Henri François Adolphe Bauër (born March 17, 1851 in Paris , † October 21, 1915 ibid), who exclusively used the name Henry Bauër in literary life , was a French journalist . As a 19-year-old he fought for the Paris Commune , including as an officer of the Commune troops in the bloody week of May, and was exiled to New Caledonia for a total of seven years after the uprising was put down . On his return he achieved an influential position as a theater critic and journalist in the Paris newspaper L'Écho de Paris . There he campaigned massively for newer literature, especially for naturalism . Among other things, he supported Émile Zola both in his literary ambitions and in the Dreyfus affair and was one of the few supporters of Alfred Jarry's drama King Ubu .

Life

Origin and youth

Bauër came from a love affair between Alexandre Dumas the Elder and Anna Bauër, a German Jew from Baden , the wife of the Austrian sales representative Karl-Anton Bauer (who wrote himself in France with the Trema -ë). The illegitimate child grew up alone with the mother after Antoine Bauër emigrated to Australia. Anna Bauër proved to be a successful businesswoman and was able to support her son financially throughout his life.

Henry Bauër attended the Lycée Louis-le-Grand in Paris and then enrolled to study law and medicine, which he did not pursue with determination. He moved in the bohemian of the Latin Quarter , read Proudhon and joined increasingly revolutionary circles. In connection with the organization of or participation in public events, he came into conflict with the judiciary of the Second Empire several times . In the course of 1870 he was sentenced to several months in prison for various political activities (riot, holding public meetings without authorization, libel, etc.), but on the day the republic was proclaimed, September 4, 1870, Bauër was killed by one demonstrating crowd exempted.

After France declared war on Germany on July 19, 1870, Bauër volunteered for military service. Before he was called up, he joined the National Guard .

Fighters for the Commune

Portrait circa 1871, from the “Siege and Commune of Paris” collection of Northwestern University

After his participation in the demonstrations of October 31, 1870, Bauër was arrested again. In prison, he shared a cell with Gustave Flourens , a later leader of the Paris Commune, who impressed him greatly, as he reports in his memoir. National Guard units liberated him on the night of January 21st to 22nd, 1871. He then began to write for various revolutionary newspapers, in particular the Cri du Peuple published by Jules Vallès . For these contributions he chose the name "Henry Bauër" as his signature, which he kept throughout his life. In his articles, the nineteen-year-old criticized the surrender of the French armed forces and took sides with the forces of the working class, for example in the contribution Les jeunes (German: The Boys) of February 23, 1871:

“With all this shame and all these renegades, only one party has remained loyal to its fighting post: that is the party of the workers, that is the party of the disinherited, that is the party of the future. It must be ours for us who are twenty years old. "
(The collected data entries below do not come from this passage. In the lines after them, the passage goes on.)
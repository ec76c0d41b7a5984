//! The core data types for the `volant` navigation crates:
//! - 30-bit 3D Morton codes and iterators over Morton boxes
//! - integer lattice coordinates and world-space conversions
//! - axis-aligned bounding boxes with a slab ray test
//! - the six-direction neighbor enum and its lookup tables

pub mod aabb;
pub mod coords;
pub mod morton;
pub mod neighbor;

pub use aabb::Aabb;
pub use coords::{CellOffset, CoordIter};
pub use morton::{MortonCode, MortonIter};
pub use neighbor::{Neighbor, NeighborFlags};

pub use glam;

pub mod prelude {
    pub use super::aabb::Aabb;
    pub use super::coords::{CellOffset, CoordIter};
    pub use super::morton::{MortonCode, MortonIter};
    pub use super::neighbor::{Neighbor, NeighborFlags};
    pub use glam::{IVec3, Vec3};
}
#[cfg(test)]
mod tests {
    use super::*;
    use crate::collider::{StaticGeometry, Triangle};

    use volant_svo::{NodeState, SvoConfig};

    fn test_scheduler() -> (GeneratorScheduler, EditableSvo) {
        let svo_config = SvoConfig::new(Vec3::ZERO, 25.0, 64, 2);
        let config = GeneratorConfig::new(svo_config.clone(), 25.0, 50.0);

        let mut scheduler = GeneratorScheduler::new(config);

        // Navigation covers a 2x1x1 block of tiles.
        let tile_res = svo_config.tile_resolution();
        scheduler.set_inclusion_bounds(&[Aabb::new(
            Vec3::ZERO,
            Vec3::new(tile_res * 2.0, tile_res, tile_res),
        )]);

        (scheduler, EditableSvo::new(svo_config))
    }

    fn drive_to_completion(
        scheduler: &mut GeneratorScheduler,
        octree: &mut EditableSvo,
        source: &dyn GeometrySource,
    ) {
        scheduler.ensure_build_completion(octree, source);
        assert!(!scheduler.is_build_in_progress());
    }

    #[test]
    fn dirty_areas_become_pending_tiles() {
        let (mut scheduler, octree) = test_scheduler();

        scheduler.mark_dirty_areas(&[scheduler.total_bounds()], &octree);
        assert_eq!(scheduler.pending_tiles.len(), 2);
        assert!(scheduler.has_dirty_areas(&scheduler.total_bounds()));
    }

    #[test]
    fn pending_tiles_sorted_nearest_last() {
        let (mut scheduler, octree) = test_scheduler();
        let tile_res = scheduler.config().tile_resolution();

        scheduler.set_seed_locations(&[Vec3::new(tile_res * 1.5, 0.0, 0.0)]);
        scheduler.mark_dirty_areas(&[scheduler.total_bounds()], &octree);

        // The nearest tile (coord x=1) pops last-first.
        let last = scheduler.pending_tiles.last().unwrap();
        assert_eq!(last.coord, IVec3::new(1, 0, 0));
    }

    #[test]
    fn generates_and_installs_open_tiles() {
        let (mut scheduler, mut octree) = test_scheduler();
        let geometry = StaticGeometry::default();

        scheduler.mark_dirty_areas(&[scheduler.total_bounds()], &octree);
        drive_to_completion(&mut scheduler, &mut octree, &geometry);

        assert_eq!(octree.num_tiles(), 2);
        for coord in [IVec3::ZERO, IVec3::new(1, 0, 0)] {
            let tile = octree.tile_at_coord(coord).unwrap();
            assert_eq!(tile.node_info().state(), NodeState::Open);
        }

        octree.verify_node_data(true);
    }

    #[test]
    fn generates_partial_tiles_from_geometry() {
        let (mut scheduler, mut octree) = test_scheduler();
        let tile_res = scheduler.config().tile_resolution();

        // A floor slab across the first tile.
        let z = tile_res * 0.5;
        let geometry = StaticGeometry {
            triangles: vec![
                Triangle::new(
                    Vec3::new(0.0, 0.0, z),
                    Vec3::new(tile_res, 0.0, z),
                    Vec3::new(tile_res, tile_res, z),
                ),
                Triangle::new(
                    Vec3::new(0.0, 0.0, z),
                    Vec3::new(tile_res, tile_res, z),
                    Vec3::new(0.0, tile_res, z),
                ),
            ],
            blockers: Vec::new(),
        };

        scheduler.mark_dirty_areas(&[scheduler.total_bounds()], &octree);
        drive_to_completion(&mut scheduler, &mut octree, &geometry);

        let tile = octree.tile_at_coord(IVec3::ZERO).unwrap();
        assert_eq!(tile.node_info().state(), NodeState::PartiallyBlocked);

        octree.verify_node_data(true);
    }

    #[test]
    fn completion_signal_fires_once() {
        let (mut scheduler, mut octree) = test_scheduler();
        let geometry = StaticGeometry::default();

        scheduler.mark_dirty_areas(&[scheduler.total_bounds()], &octree);

        let mut completions = 0;
        for _ in 0..200 {
            let summary = scheduler.tick(&mut octree, &geometry);
            if summary.generation_complete {
                completions += 1;
            }
            if !scheduler.is_build_in_progress() && completions > 0 {
                break;
            }
            std::thread::sleep(Duration::from_millis(1));
        }

        assert_eq!(completions, 1);
        assert_eq!(octree.num_tiles(), 2);
    }

    #[test]
    fn cancel_discards_results() {
        let (mut scheduler, mut octree) = test_scheduler();
        let geometry = StaticGeometry::default();

        scheduler.mark_dirty_areas(&[scheduler.total_bounds()], &octree);
        scheduler.tick(&mut octree, &geometry);
        scheduler.cancel_build();

        assert!(!scheduler.is_build_in_progress());
        assert!(scheduler.pending_tiles.is_empty());
    }

    #[test]
    fn whitelist_restricts_building() {
        let (mut scheduler, mut octree) = test_scheduler();
        let geometry = StaticGeometry::default();

        // Build everything once, then restrict to the active set and dirty
        // a larger area; nothing outside the captured set may rebuild.
        scheduler.mark_dirty_areas(&[scheduler.total_bounds()], &octree);
        drive_to_completion(&mut scheduler, &mut octree, &geometry);
        assert_eq!(octree.num_tiles(), 2);

        scheduler.restrict_building_to_active_tiles(true, &octree);

        let tile_res = scheduler.config().tile_resolution();
        let wider = Aabb::new(Vec3::ZERO, Vec3::splat(tile_res * 4.0));
        scheduler.set_inclusion_bounds(&[wider]);
        scheduler.mark_dirty_areas(&[wider], &octree);

        assert!(scheduler
            .pending_tiles
            .iter()
            .all(|tile| scheduler.whitelisted_tiles.contains(&tile.coord)));
    }
}
use volant_core::aabb::Aabb;

use glam::Vec3;
use std::fmt;

/// Opaque 64-bit handle the host uses to name octree entities (the id of a
/// [`volant_svo::NodeLink`]).
pub type NodeRef = u64;
pub const INVALID_NODE_REF: NodeRef = u64::MAX;

pub const DEFAULT_MAX_SEARCH_NODES: u32 = 2048;
pub const DEFAULT_HEURISTIC_SCALE: f32 = 2.0;
pub const DEFAULT_BASE_TRAVERSAL_COST: f32 = 1.0;

/// Bitfield describing how a query ended. Every query returns a status,
/// even when it partially succeeds; none of these are fatal.
#[derive(Clone, Copy, Default, Eq, PartialEq)]
pub struct QueryStatus(pub u16);

impl QueryStatus {
    pub const SUCCESS: Self = Self(1 << 0);
    pub const FAILURE: Self = Self(1 << 1);
    pub const INVALID_PARAM: Self = Self(1 << 2);
    pub const UNKNOWN_LOCATION: Self = Self(1 << 3);
    pub const OUT_OF_MEMORY: Self = Self(1 << 4);
    pub const OUT_OF_NODES: Self = Self(1 << 5);
    pub const PARTIAL_PATH: Self = Self(1 << 6);
    pub const CYCLICAL_PATH: Self = Self(1 << 7);
    pub const REACHED_NODE_LIMIT: Self = Self(1 << 8);

    #[inline]
    pub fn contains(self, other: Self) -> bool {
        self.0 & other.0 == other.0
    }

    #[inline]
    pub fn insert(&mut self, other: Self) {
        self.0 |= other.0;
    }

    #[inline]
    pub fn is_success(self) -> bool {
        self.contains(Self::SUCCESS)
    }
}

impl fmt::Debug for QueryStatus {
    fn fmt(&self, f: &mut fmt::Formatter<'_>) -> fmt::Result {
        const NAMES: [(u16, &str); 9] = [
            (1 << 0, "SUCCESS"),
            (1 << 1, "FAILURE"),
            (1 << 2, "INVALID_PARAM"),
            (1 << 3, "UNKNOWN_LOCATION"),
            (1 << 4, "OUT_OF_MEMORY"),
            (1 << 5, "OUT_OF_NODES"),
            (1 << 6, "PARTIAL_PATH"),
            (1 << 7, "CYCLICAL_PATH"),
            (1 << 8, "REACHED_NODE_LIMIT"),
        ];

        let mut first = true;
        for (bit, name) in NAMES {
            if self.0 & bit != 0 {
                if !first {
                    write!(f, " | ")?;
                }
                write!(f, "{name}")?;
                first = false;
            }
        }
        if first {
            write!(f, "NONE")?;
        }
        Ok(())
    }
}

/// Spatial constraints a query must respect: every portal and result must
/// lie within all of these bounds.
#[derive(Default)]
pub struct QueryConstraints {
    bounds: Vec<Aabb>,
}

impl QueryConstraints {
    #[inline]
    pub fn has_constraints(&self) -> bool {
        !self.bounds.is_empty()
    }

    #[inline]
    pub fn bounds(&self) -> &[Aabb] {
        &self.bounds
    }

    pub fn add_bounds_constraint(&mut self, bounds: Aabb) {
        self.bounds.push(bounds);
    }

    pub fn set_bounds_constraints(&mut self, bounds: &[Aabb]) {
        self.bounds = bounds.to_vec();
    }

    /// Shrinks `bounds` to fit every constraint. Returns false when the
    /// clipped box is empty (the bounds lie outside a constraint).
    pub fn constrain_bounds(&self, bounds: &mut Aabb) -> bool {
        for constraint in &self.bounds {
            if !constraint.intersects(bounds) {
                return false;
            }
            *bounds = constraint.overlap(bounds);
        }

        true
    }

    pub fn reset(&mut self) {
        self.bounds.clear();
    }
}

/// Per-query configuration. Shared by every query type.
pub struct QueryFilter {
    /// Cap on the search node pool.
    pub max_search_nodes: u32,

    /// Multiplier on the Manhattan heuristic. Larger favors expanding
    /// toward the goal regardless of obstacles.
    pub heuristic_scale: f32,

    /// Minimum cost of moving into a new node. Larger favors paths with
    /// fewer nodes overall.
    pub base_traversal_cost: f32,

    pub constraints: QueryConstraints,

    /// Called every time a node is visited; returning false stops the
    /// search with its best-so-far result.
    pub on_node_visited: Option<Box<dyn Fn(NodeRef) -> bool>>,
}

impl Default for QueryFilter {
    fn default() -> Self {
        Self {
            max_search_nodes: DEFAULT_MAX_SEARCH_NODES,
            heuristic_scale: DEFAULT_HEURISTIC_SCALE,
            base_traversal_cost: DEFAULT_BASE_TRAVERSAL_COST,
            constraints: QueryConstraints::default(),
            on_node_visited: None,
        }
    }
}

/// Bookkeeping shared by all queries.
#[derive(Clone, Copy, Debug, Default)]
pub struct QueryResults {
    pub status: QueryStatus,

    /// Nodes checked for whether they could be opened.
    pub num_nodes_queried: u32,
    /// Unique nodes opened.
    pub num_nodes_opened: u32,
    /// Nodes that were re-opened with a cheaper path.
    pub num_nodes_reopened: u32,
    /// Nodes visited (popped and expanded).
    pub num_nodes_visited: u32,

    pub mem_used: u32,
}

impl QueryResults {
    pub fn reset(&mut self) {
        *self = Self::default();
    }
}

/// One waypoint of a path: a portal (or endpoint) location plus the node it
/// belongs to.
#[derive(Clone, Copy, Debug)]
pub struct PathPoint {
    pub location: Vec3,
    pub node_ref: NodeRef,
}

impl PathPoint {
    #[inline]
    pub fn new(location: Vec3, node_ref: NodeRef) -> Self {
        Self { location, node_ref }
    }
}

/// Path query output: search bookkeeping plus the path itself.
#[derive(Debug, Default)]
pub struct PathQueryResults {
    pub query: QueryResults,

    pub path_node_count: u32,
    pub path_length: f32,
    pub path_cost: f32,
    /// Portal points along the corridor, start-side first. The requested
    /// start/end locations are not included; the caller appends them.
    pub path_portal_points: Vec<PathPoint>,
}

impl PathQueryResults {
    pub fn reset(&mut self) {
        self.query.reset();
        self.path_node_count = 0;
        self.path_length = 0.0;
        self.path_cost = 0.0;
        self.path_portal_points.clear();
    }

    #[inline]
    pub fn is_partial(&self) -> bool {
        self.query.status.contains(QueryStatus::PARTIAL_PATH)
    }

    #[inline]
    pub fn ran_out_of_nodes(&self) -> bool {
        self.query.status.contains(QueryStatus::OUT_OF_NODES)
    }
}

#[cfg(test)]
mod tests {
    use super::*;

    #[test]
    fn status_flags_compose() {
        let mut status = QueryStatus::default();
        status.insert(QueryStatus::SUCCESS);
        status.insert(QueryStatus::PARTIAL_PATH);

        assert!(status.is_success());
        assert!(status.contains(QueryStatus::PARTIAL_PATH));
        assert!(!status.contains(QueryStatus::FAILURE));
        assert_eq!(format!("{status:?}"), "SUCCESS | PARTIAL_PATH");
    }

    #[test]
    fn constraints_clip_bounds() {
        let mut constraints = QueryConstraints::default();
        constraints.add_bounds_constraint(Aabb::new(Vec3::ZERO, Vec3::splat(10.0)));
        constraints.add_bounds_constraint(Aabb::new(Vec3::splat(5.0), Vec3::splat(20.0)));

        let mut bounds = Aabb::new(Vec3::splat(4.0), Vec3::splat(12.0));
        assert!(constraints.constrain_bounds(&mut bounds));
        assert_eq!(bounds.min, Vec3::splat(5.0));
        assert_eq!(bounds.max, Vec3::splat(10.0));

        let mut outside = Aabb::new(Vec3::splat(30.0), Vec3::splat(40.0));
        assert!(!constraints.constrain_bounds(&mut outside));
    }
}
At the time of the revolution of the Paris Commune of March 18, 1871, Bauër was a captain ("Capitaine") of the National Guard on the General Staff of Émile Eudes , on May 10 he was appointed Major of the Sixth Légion fédérée of the Commune, on May 22 he was appointed Chief of the General Staff of Dominique Régère . As an officer, he took part in the loss-making barricade fighting of the Semaine sanglante ("Blood Week"), especially in the Montparnasse district .

After the defeat of the Commune, Bauër fled the capital. On June 21, 1871, he was picked up Joinville-le-Pont and taken to the Orangery of Versailles , where the captured Communards were held. He was brought before a court martial , which sentenced him to exile on September 25 because of the officers' certificates he had found . An appeal procedure and a pardon from his mother were unsuccessful. On May 1, 1872, Bauër and 300 other Communards were taken on a ship to New Caledonia , the place of his exile.

In the penal colony

After a five-month journey, partly in a punishment cell with bread and water because he had refused to carry out an order, Bauër arrived in Nouméa and had to settle on the Ducos peninsula, where the French peninsula was located. He reported regularly about the privations in New Caledonia in letters to his mother, who was also suspected of having supported the Commune and was therefore expelled from France. In the following years she lived in Geneva and Lausanne and kept sending her son money for his living.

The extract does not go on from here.